Materials provided>
• • • • • • •

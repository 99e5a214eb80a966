//! Peer identity resolution.
//!
//! # Data Flow
//! ```text
//! peer address (ip:port of the accepted connection)
//!     → IdentityClient::lookup (deadline: 2s tunnel / 5s HTTP)
//!     → IdentityResolver::whois (external service, e.g. localapi.rs)
//!     → IdentityRecord | LookupError
//! ```
//!
//! # Design Decisions
//! - Fetched fresh for every connection or request; nothing is cached
//! - Exactly one attempt; the caller decides fail-open or fail-closed
//! - Deadline expiry is reported as an ordinary `LookupError`

#[cfg(unix)]
pub mod localapi;

use std::net::SocketAddr;
use std::sync::Arc;
use std::time::Duration;

use async_trait::async_trait;

use crate::resilience::with_deadline;
use crate::BoxError;

/// Verified identity of the peer behind a connection.
#[derive(Debug, Clone, Default, PartialEq, Eq)]
pub struct IdentityRecord {
    /// Account login, usually an email address.
    pub login_name: String,
    /// Human-readable account name; may be empty.
    pub display_name: String,
    /// Short machine name of the peer node.
    pub computed_node_name: String,
    /// Fully qualified name of the peer node.
    pub node_name: String,
    /// The node was shared in from another network.
    pub is_shared_node: bool,
}

impl IdentityRecord {
    /// Login name up to (excluding) its first `@`; the whole login if it has none.
    pub fn user_name(&self) -> &str {
        self.login_name
            .split_once('@')
            .map_or(self.login_name.as_str(), |(user, _)| user)
    }
}

/// External service that maps a peer address to a verified identity.
///
/// Must be safe to call concurrently and repeatedly.
#[async_trait]
pub trait IdentityResolver: Send + Sync {
    async fn whois(&self, peer: SocketAddr) -> Result<IdentityRecord, BoxError>;
}

#[derive(Debug, thiserror::Error)]
pub enum LookupError {
    #[error("identity lookup for {peer} timed out after {after:?}")]
    Timeout { peer: SocketAddr, after: Duration },

    #[error("identity lookup for {peer} failed: {source}")]
    Service {
        peer: SocketAddr,
        #[source]
        source: BoxError,
    },
}

/// Bounded-time front end to an [`IdentityResolver`].
#[derive(Clone)]
pub struct IdentityClient {
    resolver: Arc<dyn IdentityResolver>,
}

impl IdentityClient {
    pub fn new(resolver: Arc<dyn IdentityResolver>) -> Self {
        Self { resolver }
    }

    /// Resolve `peer` once, giving up after `timeout`.
    pub async fn lookup(&self, peer: SocketAddr, timeout: Duration) -> Result<IdentityRecord, LookupError> {
        match with_deadline("identity lookup", timeout, self.resolver.whois(peer)).await {
            Ok(Ok(identity)) => Ok(identity),
            Ok(Err(source)) => Err(LookupError::Service { peer, source }),
            Err(elapsed) => Err(LookupError::Timeout {
                peer,
                after: elapsed.after,
            }),
        }
    }
}

impl std::fmt::Debug for IdentityClient {
    fn fmt(&self, f: &mut std::fmt::Formatter<'_>) -> std::fmt::Result {
        f.debug_struct("IdentityClient").finish_non_exhaustive()
    }
}
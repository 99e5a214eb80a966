//! Identity-aware TLS proxy for an overlay network.
//!
//! Accepts TLS connections on the node's overlay addresses, asks the overlay
//! daemon who is on the other end, and forwards to a local backend either as
//! a raw byte tunnel or as an HTTP reverse proxy carrying identity headers.

// Core subsystems
pub mod config;
pub mod http;
pub mod identity;
pub mod net;
pub mod tunnel;

// Cross-cutting concerns
pub mod lifecycle;
pub mod observability;
pub mod resilience;
pub mod security;

/// Error type at trait boundaries to external services.
pub type BoxError = Box<dyn std::error::Error + Send + Sync>;

pub use config::schema::{ProxyConfig, ProxyMode};
pub use http::HttpServer;
pub use identity::{IdentityClient, IdentityRecord, IdentityResolver, LookupError};
pub use lifecycle::{Proxy, Shutdown};
pub use net::BackendTarget;
pub use tunnel::TunnelHandler;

• • • • • • •

Exercise> Find every line in the listing that holds the string "type", then say how many there are as a bare number.

Your solution> 2